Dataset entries
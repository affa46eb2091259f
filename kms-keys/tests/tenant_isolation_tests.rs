//! Cross-tenant isolation tests
// Copyright 2025 Francisco F. Pinochet
//
// Licensed under the Apache License, Version 2.0 (the "License");
// you may not use this file except in compliance with the License.
// You may obtain a copy of the License at
//
//     http://www.apache.org/licenses/LICENSE-2.0
//
// Unless required by applicable law or agreed to in writing, software
// distributed under the License is distributed on an "AS IS" BASIS,
// WITHOUT WARRANTIES OR CONDITIONS OF ANY KIND, either express or implied.
// See the License for the specific language governing permissions and
// limitations under the License.


use kms_keys::crypto::{key_aad, unwrap_key, WrappedKey};
use kms_keys::{
    AuditFilter, CreateKeyOptions, KeyManagementService, KeyPurpose, KeyStorage, KmsError,
    LocalKeyStorage, MasterKeyManager,
};
use std::sync::Arc;

const MASTER: &str = "4f1c2a9be07d3368a5c1f0e2d4b7986a13579bdf2468ace0f1e2d3c4b5a69788";

fn service() -> KeyManagementService {
    let master = Arc::new(MasterKeyManager::from_hex(MASTER).unwrap());
    KeyManagementService::in_memory(master, Some("isolation-audit-key"))
}

#[tokio::test]
async fn test_key_invisible_to_other_tenant() {
    let kms = service();
    let key = kms
        .create_key(CreateKeyOptions::new("tenant-a", KeyPurpose::DataEncryption))
        .await
        .unwrap();
    kms.get_key(&key.id, "tenant-a", None).await.unwrap();

    // Cached under tenant-a, still refused for tenant-b
    let err = kms.get_key(&key.id, "tenant-b", None).await.unwrap_err();
    assert!(matches!(err, KmsError::KeyNotFound { .. }));
    assert!(kms.get_key_metadata(&key.id, "tenant-b").await.is_err());
    assert!(kms.list_keys("tenant-b", &Default::default()).await.unwrap().is_empty());
}

#[tokio::test]
async fn test_lifecycle_calls_scoped_to_tenant() {
    let kms = service();
    let key = kms
        .create_key(CreateKeyOptions::new("tenant-a", KeyPurpose::DataEncryption))
        .await
        .unwrap();

    assert!(matches!(
        kms.rotate_key(&key.id, "tenant-b").await.unwrap_err(),
        KmsError::KeyNotFound { .. }
    ));
    assert!(matches!(
        kms.deactivate_key(&key.id, "tenant-b").await.unwrap_err(),
        KmsError::KeyNotFound { .. }
    ));
    assert!(matches!(
        kms.delete_key(&key.id, "tenant-b", true).await.unwrap_err(),
        KmsError::KeyNotFound { .. }
    ));

    let meta = kms.get_key_metadata(&key.id, "tenant-a").await.unwrap();
    assert_eq!(meta.version, 1);
    assert!(kms.get_key(&key.id, "tenant-a", None).await.is_ok());
}

#[tokio::test]
async fn test_versions_are_per_tenant() {
    let kms = service();
    for _ in 0..3 {
        kms.create_key(CreateKeyOptions::new("tenant-a", KeyPurpose::FieldEncryption))
            .await
            .unwrap();
    }
    let b = kms
        .create_key(CreateKeyOptions::new("tenant-b", KeyPurpose::FieldEncryption))
        .await
        .unwrap();
    assert_eq!(b.version, 1);

    let a_counts = kms.count_keys_by_status("tenant-a").await.unwrap();
    let b_counts = kms.count_keys_by_status("tenant-b").await.unwrap();
    assert_eq!(a_counts.active, 3);
    assert_eq!(b_counts.active, 1);
}

#[tokio::test]
async fn test_wrapped_key_bound_to_tenant() {
    let storage = Arc::new(LocalKeyStorage::ephemeral());
    let master = Arc::new(MasterKeyManager::from_hex(MASTER).unwrap());
    let kms = KeyManagementService::with_storage(master.clone(), storage.clone(), 60, None);
    let key = kms
        .create_key(CreateKeyOptions::new("tenant-a", KeyPurpose::DataEncryption))
        .await
        .unwrap();

    let record = storage.get_key(&key.id, "tenant-a").await.unwrap().unwrap();
    let wrapped = WrappedKey::from_record(&record);
    let mk = master.get_master_key();

    assert!(unwrap_key(&wrapped, &mk, &key_aad("tenant-a", &key.id)).is_ok());
    let err = unwrap_key(&wrapped, &mk, &key_aad("tenant-b", &key.id)).unwrap_err();
    assert!(matches!(err, KmsError::Decryption(_)));
}

#[tokio::test]
async fn test_audit_trail_per_tenant() {
    let kms = service();
    kms.create_key(CreateKeyOptions::new("tenant-a", KeyPurpose::DataEncryption))
        .await
        .unwrap();
    kms.create_key(CreateKeyOptions::new("tenant-b", KeyPurpose::DataEncryption))
        .await
        .unwrap();
    let _ = kms.get_key("missing", "tenant-b", None).await;

    let a = kms
        .query_audit_log(&AuditFilter::for_tenant("tenant-a"))
        .await
        .unwrap();
    let b = kms
        .query_audit_log(&AuditFilter::for_tenant("tenant-b"))
        .await
        .unwrap();
    assert_eq!(a.len(), 1);
    assert_eq!(b.len(), 2);
    assert!(a.iter().all(|e| e.tenant_id == "tenant-a"));

    assert!(kms.find_suspicious_activity("tenant-a").await.unwrap().is_empty());
    assert_eq!(kms.find_suspicious_activity("tenant-b").await.unwrap().len(), 1);
}

#[tokio::test]
async fn test_tenant_cache_invalidation() {
    let kms = service();
    let a = kms
        .create_key(CreateKeyOptions::new("tenant-a", KeyPurpose::DataEncryption))
        .await
        .unwrap();
    let b = kms
        .create_key(CreateKeyOptions::new("tenant-b", KeyPurpose::DataEncryption))
        .await
        .unwrap();
    kms.get_key(&a.id, "tenant-a", None).await.unwrap();
    kms.get_key(&b.id, "tenant-b", None).await.unwrap();

    assert_eq!(kms.cache().invalidate_tenant_keys("tenant-a").await.unwrap(), 1);
    assert!(!kms.cache().is_cached(&a.id, "tenant-a").await);
    assert!(kms.cache().is_cached(&b.id, "tenant-b").await);
}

Problem details — Extract all of the data exactly as written.

Answer to this problem —
repository affa46eb2091259f
filename kms-keys/tests/tenant_isolation_tests.rs
//! Cross-tenant isolation tests
// Copyright 2025 Francisco F. Pinochet
//
// Licensed under the Apache License, Version 2.0 (the "License");
// you may not use this file except in compliance with the License.
// You may obtain a copy of the License at
//
//     http://www.apache.org/licenses/LICENSE-2.0
//
// Unless required by applicable law or agreed to in writing, software
// distributed under the License is distributed on an "AS IS" BASIS,
// WITHOUT WARRANTIES OR CONDITIONS OF ANY KIND, either express or implied.
// See the License for the specific language governing permissions and
// limitations under the License.


use kms_keys::crypto::{key_aad, unwrap_key, WrappedKey};
use kms_keys::{
    AuditFilter, CreateKeyOptions, KeyManagementService, KeyPurpose, KeyStorage, KmsError,
    LocalKeyStorage, MasterKeyManager,
};
use std::sync::Arc;

const MASTER: &str = "4f1c2a9be07d3368a5c1f0e2d4b7986a13579bdf2468ace0f1e2d3c4b5a69788";

fn service() -> KeyManagementService {
    let master = Arc::new(MasterKeyManager::from_hex(MASTER).unwrap());
    KeyManagementService::in_memory(master, Some("isolation-audit-key"))
}

#[tokio::test]
async fn test_key_invisible_to_other_tenant() {
    let kms = service();
    let key = kms
        .create_key(CreateKeyOptions::new("tenant-a", KeyPurpose::DataEncryption))
        .await
        .unwrap();
    kms.get_key(&key.id, "tenant-a", None).await.unwrap();

    // Cached under tenant-a, still refused for tenant-b
    let err = kms.get_key(&key.id, "tenant-b", None).await.unwrap_err();
    assert!(matches!(err, KmsError::KeyNotFound { .. }));
    assert!(kms.get_key_metadata(&key.id, "tenant-b").await.is_err());
    assert!(kms.list_keys("tenant-b", &Default::default()).await.unwrap().is_empty());
}

#[tokio::test]
async fn test_lifecycle_calls_scoped_to_tenant() {
    let kms = service();
    let key = kms
        .create_key(CreateKeyOptions::new("tenant-a", KeyPurpose::DataEncryption))
        .await
        .unwrap();

    assert!(matches!(
        kms.rotate_key(&key.id, "tenant-b").await.unwrap_err(),
        KmsError::KeyNotFound { .. }
    ));
    assert!(matches!(
        kms.deactivate_key(&key.id, "tenant-b").await.unwrap_err(),
        KmsError::KeyNotFound { .. }
    ));
    assert!(matches!(
        kms.delete_key(&key.id, "tenant-b", true).await.unwrap_err(),
        KmsError::KeyNotFound { .. }
    ));

    let meta = kms.get_key_metadata(&key.id, "tenant-a").await.unwrap();
    assert_eq!(meta.version, 1);
    assert!(kms.get_key(&key.id, "tenant-a", None).await.is_ok());
}

#[tokio::test]
async fn test_versions_are_per_tenant() {
    let kms = service();
    for _ in 0..3 {
        kms.create_key(CreateKeyOptions::new("tenant-a", KeyPurpose::FieldEncryption))
            .await
            .unwrap();
    }
    let b = kms
        .create_key(CreateKeyOptions::new("tenant-b", KeyPurpose::FieldEncryption))
        .await
        .unwrap();
    assert_eq!(b.version, 1);

    let a_counts = kms.count_keys_by_status("tenant-a").await.unwrap();
    let b_counts = kms.count_keys_by_status("tenant-b").await.unwrap();
    assert_eq!(a_counts.active, 3);
    assert_eq!(b_counts.active, 1);
}

#[tokio::test]
async fn test_wrapped_key_bound_to_tenant() {
    let storage = Arc::new(LocalKeyStorage::ephemeral());
    let master = Arc::new(MasterKeyManager::from_hex(MASTER).unwrap());
    let kms = KeyManagementService::with_storage(master.clone(), storage.clone(), 60, None);
    let key = kms
        .create_key(CreateKeyOptions::new("tenant-a", KeyPurpose::DataEncryption))
        .await
        .unwrap();

    let record = storage.get_key(&key.id, "tenant-a").await.unwrap().unwrap();
    let wrapped = WrappedKey::from_record(&record);
    let mk = master.get_master_key();

    assert!(unwrap_key(&wrapped, &mk, &key_aad("tenant-a", &key.id)).is_ok());
    let err = unwrap_key(&wrapped, &mk, &key_aad("tenant-b", &key.id)).unwrap_err();
    assert!(matches!(err, KmsError::Decryption(_)));
}

#[tokio::test]
async fn test_audit_trail_per_tenant() {
    let kms = service();
    kms.create_key(CreateKeyOptions::new("tenant-a", KeyPurpose::DataEncryption))
        .await
        .unwrap();
    kms.create_key(CreateKeyOptions::new("tenant-b", KeyPurpose::DataEncryption))
        .await
        .unwrap();
    let _ = kms.get_key("missing", "tenant-b", None).await;

    let a = kms
        .query_audit_log(&AuditFilter::for_tenant("tenant-a"))
        .await
        .unwrap();
    let b = kms
        .query_audit_log(&AuditFilter::for_tenant("tenant-b"))
        .await
        .unwrap();
    assert_eq!(a.len(), 1);
    assert_eq!(b.len(), 2);
    assert!(a.iter().all(|e| e.tenant_id == "tenant-a"));

    assert!(kms.find_suspicious_activity("tenant-a").await.unwrap().is_empty());
    assert_eq!(kms.find_suspicious_activity("tenant-b").await.unwrap().len(), 1);
}

#[tokio::test]
async fn test_tenant_cache_invalidation() {
    let kms = service();
    let a = kms
        .create_key(CreateKeyOptions::new("tenant-a", KeyPurpose::DataEncryption))
        .await
        .unwrap();
    let b = kms
        .create_key(CreateKeyOptions::new("tenant-b", KeyPurpose::DataEncryption))
        .await
        .unwrap();
    kms.get_key(&a.id, "tenant-a", None).await.unwrap();
    kms.get_key(&b.id, "tenant-b", None).await.unwrap();

    assert_eq!(kms.cache().invalidate_tenant_keys("tenant-a").await.unwrap(), 1);
    assert!(!kms.cache().is_cached(&a.id, "tenant-a").await);
    assert!(kms.cache().is_cached(&b.id, "tenant-b").await);
}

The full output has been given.